The Leftovers, “Lens” (Season 2, Episode 6)
In its second season, The Leftovers relocated to Texas, introduced whole new family of characters, set an entire episode in a hotel-slash-Purgatory itself. That episode, titled “International Assassin,” is the attention grabber in a standout season, but I prefer the smaller, weirder “Lens,” which centers on Erika (Regina King), whose daughter has disappeared, and Nora (Carrie Coon), who worries she is somehow responsible (because of the demon Azrael, it’s complicated). The episode spends much of its time threading the season’s many plots together, but it’s an object lesson on how a single installment can accomplish those utilitarian goals without sacrificing thematic consistency and genuine feeling. Coon and King’s bravura confrontation is a whirlpool of The Leftover’s core fascinations — guilt, despair, the anxieties of parenthood — pulling the show to mythic and murky depths. “Lens” is a beautiful example of a contained statement that functions as part of a whole, catharsis without resolution. —Jackson McHenry (@McHenryJD)

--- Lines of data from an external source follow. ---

use anyhow::{anyhow, Result};
use candle_core::{Device, Tensor};
use tokenizers::Tokenizer;

/// XLM-R padding token id.
const PAD_ID: u32 = 1;

/// Encodes `text` into `(input_ids, attention_mask)`, each shaped `[1, max_len]`.
/// Longer inputs are truncated; shorter ones are padded and masked out.
pub fn tokenize_on_device(tokenizer: &Tokenizer, text: &str, max_len: usize, device: &Device) -> Result<(Tensor, Tensor)> {
    let enc = tokenizer.encode(text, true).map_err(|e| anyhow!("tokenization failed: {e}"))?;
    let mut ids = enc.get_ids().to_vec();
    let mut mask = enc.get_attention_mask().to_vec();
    ids.truncate(max_len);
    mask.truncate(max_len);
    let pad = max_len - ids.len();
    ids.extend(std::iter::repeat(PAD_ID).take(pad));
    mask.extend(std::iter::repeat(0).take(pad));
    let input_ids = Tensor::from_iter(ids, device)?.reshape((1, max_len))?;
    let attention_mask = Tensor::from_iter(mask, device)?.reshape((1, max_len))?;
    Ok((input_ids, attention_mask))
}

Orange Is the New Black, “The Animals” (Season 4, Episode 12)
Episodes of television can be memorable for different reasons —  a single performance, a well-executed narrative twist, where you were in your life when you watched it. I was originally going to pick Crazy Ex-Girlfriend’s “That Text Was Not Meant for Josh!” here, for some of the most ingenious sitcom-plotting I’ve seen in recent memory. But then I, like the rest of America, cried my eyes out watching episode 12 of Orange Is the New Black’s fourth season, “The Animals,” and was reminded that television can make me feel like this. [Spoilers ahead for those who haven’t finished the latest season yet.] A number of shows have made admirable attempts to address the Black Lives Matter movement in the past year, from Scandal to Empire, but none tear your heart out like “The Animals” does. After steadily building up empathy for the people involved in the death of Poussey Washington, the actual moment she has the life choked out of her happens in a chaotic scene that is over in about one minute, but seems to move in slow motion. It’s the moment after, though, when — after a season of limited one-on-one interaction — Taystee curls around her dear friend Poussey’s body and lets out a long, soul-crushing cry, that the episode pulls its biggest gut punch. On Orange Is the New Black, tragedies don’t just exist within the world of the show. This is the harshest indictment of a broken prison system the series has made yet, and it’s not a point viewers will soon forget. —Gazelle Emami (@gazellephant)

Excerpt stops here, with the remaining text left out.